ADHS ist gekennzeichnet durch die drei Kernsymptome Unaufmerksamkeit, Hyperaktivität und Impulsivität. Die Unaufmerksamkeit, die sich oft durch hohe Ablenkbarkeit äussert, ist auch bei Erwachsenen weiterhin eine grosse Herausforderung.
Die Hyperaktivität, die sich bei Kindern in einem ausgeprägten Bewegungsdrang bemerkbar macht, ist nach der Pubertät meistens nicht mehr so stark wahrnehmbar. An ihre Stelle tritt eine innere Unruhe, die viele erwachsene ADHS-Betroffene verspüren. Es gibt aber auch Erwachsene, bei denen sich die Unruhe z. B. durch einen ausgeprägten Rededrang oder ein dauerndes Wippen mit dem Fuss äussert.

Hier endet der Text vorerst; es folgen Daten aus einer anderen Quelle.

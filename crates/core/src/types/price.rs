//! Type-safe price representation using decimal arithmetic.

use rust_decimal::Decimal;
use serde::{Deserialize, Serialize};

/// A price with currency information.
///
/// The amount is held as an exact decimal in the currency's standard unit
/// (reais, not centavos). Rounding to two decimal places happens only when
/// formatting for display.
#[derive(Debug, Clone, Copy, PartialEq, Eq, Serialize, Deserialize)]
pub struct Price {
    /// Amount in the currency's standard unit (e.g., reais, not centavos).
    pub amount: Decimal,
    /// ISO 4217 currency code.
    pub currency_code: CurrencyCode,
}

impl Price {
    /// Create a new price.
    #[must_use]
    pub const fn new(amount: Decimal, currency_code: CurrencyCode) -> Self {
        Self {
            amount,
            currency_code,
        }
    }

    /// Create a price in reais (BRL).
    #[must_use]
    pub fn reais(amount: i64) -> Self {
        Self::new(Decimal::from(amount), CurrencyCode::BRL)
    }

    /// Exact line total for this price at the given quantity.
    #[must_use]
    pub fn line_total(&self, quantity: u32) -> Decimal {
        self.amount * Decimal::from(quantity)
    }
}

impl std::fmt::Display for Price {
    /// Format for display with two decimal places (e.g., "R$ 19.99").
    fn fmt(&self, f: &mut std::fmt::Formatter<'_>) -> std::fmt::Result {
        write!(f, "{} {:.2}", self.currency_code.symbol(), self.amount)
    }
}

/// ISO 4217 currency codes.
#[derive(Debug, Clone, Copy, PartialEq, Eq, Hash, Serialize, Deserialize, Default)]
pub enum CurrencyCode {
    #[default]
    BRL,
    USD,
    EUR,
}

impl CurrencyCode {
    /// Currency symbol used in display formatting.
    #[must_use]
    pub const fn symbol(&self) -> &'static str {
        match self {
            Self::BRL => "R$",
            Self::USD => "$",
            Self::EUR => "€",
        }
    }

    /// ISO 4217 code.
    #[must_use]
    pub const fn code(&self) -> &'static str {
        match self {
            Self::BRL => "BRL",
            Self::USD => "USD",
            Self::EUR => "EUR",
        }
    }
}

#[cfg(test)]
mod tests {
    use super::*;
    use rust_decimal::Decimal;

    #[test]
    fn test_price_display_two_decimals() {
        assert_eq!(Price::reais(10).to_string(), "R$ 10.00");
        assert_eq!(
            Price::new(Decimal::new(1999, 2), CurrencyCode::BRL).to_string(),
            "R$ 19.99"
        );
    }

    #[test]
    fn test_line_total_is_exact() {
        let price = Price::reais(10);
        assert_eq!(price.line_total(3), Decimal::from(30));
        assert_eq!(price.line_total(0), Decimal::ZERO);
    }

    #[test]
    fn test_currency_symbols() {
        assert_eq!(CurrencyCode::BRL.symbol(), "R$");
        assert_eq!(CurrencyCode::BRL.code(), "BRL");
    }
}
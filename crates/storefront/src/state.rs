//! Application state and the action reducer.
//!
//! A single [`App`] value owns the catalog, the cart, the checkout record,
//! and both popup machines. Every user affordance is an [`Action`]; applying
//! one runs synchronously and returns the [`Effect`] the caller must
//! perform, if any. Only [`Action::SubmitOrder`] produces an effect.

use serde::{Deserialize, Serialize};
use tracing::{debug, info};
use url::Url;

use balcao_core::ProductId;

use crate::cart::Cart;
use crate::catalog::Catalog;
use crate::checkout::{AddressField, Checkout, DeliveryMode};
use crate::config::StoreConfig;
use crate::error::AppError;
use crate::order;
use crate::popup::{CartPopup, ProductPopup};
use crate::views::{CartView, ProductCardView};

/// Every user affordance in the storefront.
#[derive(Debug, Clone, PartialEq, Eq, Serialize, Deserialize)]
#[serde(tag = "type", content = "payload", rename_all = "snake_case")]
pub enum Action {
    /// Open the product-detail popup for a catalog product.
    OpenProduct(ProductId),
    /// Set the draft quantity while the product popup is open.
    SetDraftQuantity(u32),
    /// Replace the draft observation while the product popup is open.
    SetDraftObservation(String),
    /// Commit the draft into the cart and close the product popup.
    AddToCart,
    /// Close the product popup, discarding the draft.
    CloseProduct,
    /// Open the cart popup.
    OpenCart,
    /// Close the cart popup.
    CloseCart,
    /// Remove one product's line from the cart.
    RemoveLine(ProductId),
    /// Select delivery or pickup.
    SetDeliveryMode(DeliveryMode),
    /// Overwrite one address field.
    SetAddressField { field: AddressField, value: String },
    /// Format the order and request the WhatsApp link to be opened.
    SubmitOrder,
}

/// A side effect the caller must perform; the reducer never performs it.
#[derive(Debug, Clone, PartialEq, Eq)]
pub enum Effect {
    /// Open the order deep link (e.g., in a new browser context).
    /// Fire-and-forget; no result is observed by the application.
    OpenLink(Url),
}

/// The whole application state for one user session.
#[derive(Debug, Clone)]
pub struct App {
    config: StoreConfig,
    catalog: Catalog,
    cart: Cart,
    checkout: Checkout,
    product_popup: ProductPopup,
    cart_popup: CartPopup,
}

impl App {
    /// Create an app over a catalog.
    #[must_use]
    pub fn new(config: StoreConfig, catalog: Catalog) -> Self {
        Self {
            config,
            catalog,
            cart: Cart::new(),
            checkout: Checkout::default(),
            product_popup: ProductPopup::default(),
            cart_popup: CartPopup::default(),
        }
    }

    /// Apply one action to the state.
    ///
    /// # Errors
    ///
    /// Returns [`AppError::ProductNotFound`] for an unknown product id and
    /// [`AppError::Cart`] when a commit carries a zero quantity (the popup
    /// closes and the cart is left unchanged).
    pub fn apply(&mut self, action: Action) -> Result<Option<Effect>, AppError> {
        debug!(action = ?action, "Applying action");
        match action {
            Action::OpenProduct(id) => {
                let product = self
                    .catalog
                    .get(id)
                    .ok_or(AppError::ProductNotFound(id))?
                    .clone();
                self.product_popup.open_for(&product);
                Ok(None)
            }
            Action::SetDraftQuantity(quantity) => {
                self.product_popup.set_quantity(quantity);
                Ok(None)
            }
            Action::SetDraftObservation(observation) => {
                self.product_popup.set_observation(observation);
                Ok(None)
            }
            Action::AddToCart => {
                if let Some(draft) = self.product_popup.commit() {
                    self.cart
                        .add(&draft.product, draft.quantity, draft.observation)?;
                    info!(product_id = %draft.product.id, "Added to cart");
                }
                Ok(None)
            }
            Action::CloseProduct => {
                self.product_popup.cancel();
                Ok(None)
            }
            Action::OpenCart => {
                self.cart_popup.open();
                Ok(None)
            }
            Action::CloseCart => {
                self.cart_popup.close();
                Ok(None)
            }
            Action::RemoveLine(id) => {
                self.cart.remove(id);
                Ok(None)
            }
            Action::SetDeliveryMode(mode) => {
                self.checkout.set_delivery_mode(mode);
                Ok(None)
            }
            Action::SetAddressField { field, value } => {
                self.checkout.address.set(field, value);
                Ok(None)
            }
            Action::SubmitOrder => {
                let message = order::format_message(self.cart.lines(), &self.checkout);
                let link = order::order_link(&self.config, &message)?;
                info!(lines = self.cart.len(), total = %self.cart.total(), "Order submitted");
                Ok(Some(Effect::OpenLink(link)))
            }
        }
    }

    /// Store configuration.
    #[must_use]
    pub fn config(&self) -> &StoreConfig {
        &self.config
    }

    /// The fixed catalog.
    #[must_use]
    pub fn catalog(&self) -> &Catalog {
        &self.catalog
    }

    /// The shopping cart.
    #[must_use]
    pub fn cart(&self) -> &Cart {
        &self.cart
    }

    /// Delivery mode and address.
    #[must_use]
    pub fn checkout(&self) -> &Checkout {
        &self.checkout
    }

    /// Product-detail popup state.
    #[must_use]
    pub fn product_popup(&self) -> &ProductPopup {
        &self.product_popup
    }

    /// Cart popup state.
    #[must_use]
    pub fn cart_popup(&self) -> &CartPopup {
        &self.cart_popup
    }

    /// Catalog grid projection.
    #[must_use]
    pub fn product_cards(&self) -> Vec<ProductCardView> {
        self.catalog.iter().map(ProductCardView::from).collect()
    }

    /// Cart popup projection.
    #[must_use]
    pub fn cart_view(&self) -> CartView {
        CartView::new(&self.cart, &self.checkout, &self.config)
    }
}

impl Default for App {
    /// The default store: seeded catalog, default configuration.
    fn default() -> Self {
        Self::new(StoreConfig::default(), Catalog::seed())
    }
}
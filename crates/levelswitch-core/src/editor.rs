//! Rule editor
//!
//! UI-facing CRUD over the shared rule store. The editor keeps a list-widget
//! model (one [`ListRow`] per rule, in store order) and a selection, and
//! mirrors every change into the store under the context lock. Rows are tied
//! to rules by [`RuleId`]; the row text is the rule's display key.
//!
//! Host resolution and row bookkeeping happen outside the store lock so the
//! evaluation loop is never held up by the editor.

use crate::engine::SwitcherContext;
use crate::handle::{HandleKind, HandleResolver, WeakHandle};
use crate::rule::{AudioRule, LevelCondition, RuleId};
use crate::{CoreError, Result};
use std::sync::Arc;
use tracing::debug;

/// One row of the rule list
#[derive(Debug, Clone, PartialEq)]
pub struct ListRow {
    /// Rule shown in this row
    pub rule_id: RuleId,
    /// Row label
    pub text: String,
}

/// Values entered in the rule form
#[derive(Debug, Clone, PartialEq, Default)]
pub struct RuleForm {
    /// Target scene name, or the previous-scene marker
    pub scene_name: String,
    /// Transition name
    pub transition_name: String,
    /// Monitored audio source name
    pub audio_source_name: String,
    /// Threshold level
    pub volume: f32,
    /// Comparator; `None` uses the configured default
    pub condition: Option<LevelCondition>,
}

/// Result of [`RuleEditor::add_or_update`]
#[derive(Debug, Clone, Copy, PartialEq, Eq)]
pub enum EditOutcome {
    /// A new rule was appended
    Added(RuleId),
    /// An existing rule was rewritten in place
    Updated(RuleId),
}

/// Names shown in the form when a row is selected
#[derive(Debug, Clone, PartialEq)]
pub struct RowDetails {
    /// Rule id
    pub rule_id: RuleId,
    /// Scene name (the marker for previous-scene rules, empty if dangling)
    pub scene_name: String,
    /// Transition name (empty if dangling)
    pub transition_name: String,
    /// Audio source name (empty if dangling)
    pub audio_source_name: String,
    /// Threshold level
    pub volume: f32,
    /// Comparator
    pub condition: LevelCondition,
}

/// List-based rule editor
pub struct RuleEditor {
    context: Arc<SwitcherContext>,
    resolver: Arc<dyn HandleResolver>,
    rows: Vec<ListRow>,
    selected: Option<usize>,
    loading: bool,
}

impl RuleEditor {
    /// Create an editor over a shared context
    pub fn new(context: Arc<SwitcherContext>, resolver: Arc<dyn HandleResolver>) -> Self {
        Self {
            context,
            resolver,
            rows: Vec::new(),
            selected: None,
            loading: false,
        }
    }

    /// Rebuild the rows from the store, refreshing labels from host names
    pub fn populate(&mut self) {
        self.loading = true;
        self.context.refresh_display_keys(self.resolver.as_ref());
        self.rows = self.context.with_rules(|rules| {
            rules
                .iter()
                .map(|rule| ListRow {
                    rule_id: rule.id,
                    text: rule.display_key.clone(),
                })
                .collect()
        });
        self.selected = None;
        self.loading = false;
    }

    /// Mark a settings load in progress; selection callbacks are ignored meanwhile
    pub fn set_loading(&mut self, loading: bool) {
        self.loading = loading;
    }

    /// True while a load is in progress
    pub fn is_loading(&self) -> bool {
        self.loading
    }

    /// Current rows
    pub fn rows(&self) -> &[ListRow] {
        &self.rows
    }

    /// Selected row index
    pub fn selected_row(&self) -> Option<usize> {
        self.selected
    }

    /// Scene choices: the previous-scene marker first, then every scene
    pub fn scene_choices(&self) -> Vec<String> {
        let mut choices = vec![self.context.settings().previous_scene_name];
        choices.extend(self.resolver.names(HandleKind::Scene));
        choices
    }

    /// Transition choices
    pub fn transition_choices(&self) -> Vec<String> {
        self.resolver.names(HandleKind::Transition)
    }

    /// Audio-capable source choices
    pub fn audio_source_choices(&self) -> Vec<String> {
        self.resolver.audio_sources()
    }

    /// Add a rule, or rewrite the one already watching the same source at
    /// the same threshold.
    pub fn add_or_update(&mut self, form: &RuleForm) -> Result<EditOutcome> {
        if form.scene_name.is_empty() {
            return Err(CoreError::InvalidRule("no scene selected".to_string()));
        }
        if form.audio_source_name.is_empty() {
            return Err(CoreError::InvalidRule("no audio source selected".to_string()));
        }

        let settings = self.context.settings();
        let use_previous_scene = settings.is_previous_scene(&form.scene_name);
        let scene = if use_previous_scene {
            WeakHandle::absent(HandleKind::Scene)
        } else {
            self.resolver.resolve(HandleKind::Scene, &form.scene_name)
        };
        let transition = self
            .resolver
            .resolve(HandleKind::Transition, &form.transition_name);
        let audio_source = self
            .resolver
            .resolve(HandleKind::AudioSource, &form.audio_source_name);

        let rule = AudioRule::new(
            audio_source.clone(),
            form.volume,
            scene,
            transition,
            use_previous_scene,
            &settings.previous_scene_name,
        )
        .with_condition(form.condition.unwrap_or(settings.default_condition));
        let text = rule.display_key.clone();

        let outcome = self.context.with_rules_mut(|rules| {
            match rules.find_by_audio_source_and_threshold(
                &audio_source,
                form.volume,
                settings.threshold_tolerance,
            ) {
                Some(index) => {
                    let id = rules.rules()[index].id;
                    rules.replace_at(index, rule);
                    EditOutcome::Updated(id)
                }
                None => EditOutcome::Added(rules.add(rule)),
            }
        });

        match outcome {
            EditOutcome::Added(id) => {
                self.rows.push(ListRow { rule_id: id, text });
                debug!("Added audio rule {}", id);
            }
            EditOutcome::Updated(id) => {
                match self.rows.iter_mut().find(|row| row.rule_id == id) {
                    Some(row) => row.text = text,
                    None => self.rows.push(ListRow { rule_id: id, text }),
                }
                debug!("Updated audio rule {}", id);
            }
        }
        Ok(outcome)
    }

    /// Remove the selected rule
    pub fn remove_selected(&mut self) -> bool {
        let Some(index) = self.selected.filter(|&i| i < self.rows.len()) else {
            return false;
        };
        let id = self.rows[index].rule_id;
        let removed = self.context.with_rules_mut(|rules| rules.remove(id)).is_some();

        self.rows.remove(index);
        self.selected = if self.rows.is_empty() {
            None
        } else {
            Some(index.min(self.rows.len() - 1))
        };
        removed
    }

    /// Move the selected rule one row up
    pub fn move_selected_up(&mut self) -> bool {
        let Some(index) = self.selected.filter(|&i| i > 0 && i < self.rows.len()) else {
            return false;
        };
        let id = self.rows[index].rule_id;
        if !self.context.with_rules_mut(|rules| rules.move_rule_up(id)) {
            return false;
        }
        self.rows.swap(index, index - 1);
        self.selected = Some(index - 1);
        true
    }

    /// Move the selected rule one row down
    pub fn move_selected_down(&mut self) -> bool {
        let Some(index) = self.selected.filter(|&i| i + 1 < self.rows.len()) else {
            return false;
        };
        let id = self.rows[index].rule_id;
        if !self.context.with_rules_mut(|rules| rules.move_rule_down(id)) {
            return false;
        }
        self.rows.swap(index, index + 1);
        self.selected = Some(index + 1);
        true
    }

    /// Row selection callback. Returns what the form should display.
    pub fn select_row(&mut self, index: Option<usize>) -> Option<RowDetails> {
        if self.loading {
            return None;
        }
        self.selected = index.filter(|&i| i < self.rows.len());
        let id = self.rows.get(self.selected?)?.rule_id;
        let rule = self.context.with_rules(|rules| rules.get(id).cloned())?;
        Some(self.details(&rule))
    }

    /// Look up a rule by its row label and report its names
    pub fn details_by_display_key(&self, key: &str) -> Option<RowDetails> {
        let rule = self.context.with_rules(|rules| {
            rules
                .find_by_display_key(key)
                .map(|index| rules.rules()[index].clone())
        })?;
        Some(self.details(&rule))
    }

    fn details(&self, rule: &AudioRule) -> RowDetails {
        let resolver = self.resolver.as_ref();
        let scene_name = if rule.use_previous_scene {
            self.context.settings().previous_scene_name
        } else {
            rule.scene.name(resolver).unwrap_or_default()
        };
        RowDetails {
            rule_id: rule.id,
            scene_name,
            transition_name: rule.transition.name(resolver).unwrap_or_default(),
            audio_source_name: rule.audio_source.name(resolver).unwrap_or_default(),
            volume: rule.volume_threshold,
            condition: rule.condition,
        }
    }
}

Auch die Impulsivität schwächt sich bei manchen mit zunehmendem Alter ab und zeigt sich eher darin, dass oftmals sehr spontan und ohne grosse Überlegungen gehandelt wird. Zuweilen bleibt die Impulsivität jedoch eine Herausforderung - insbesondere in Stresssituationen.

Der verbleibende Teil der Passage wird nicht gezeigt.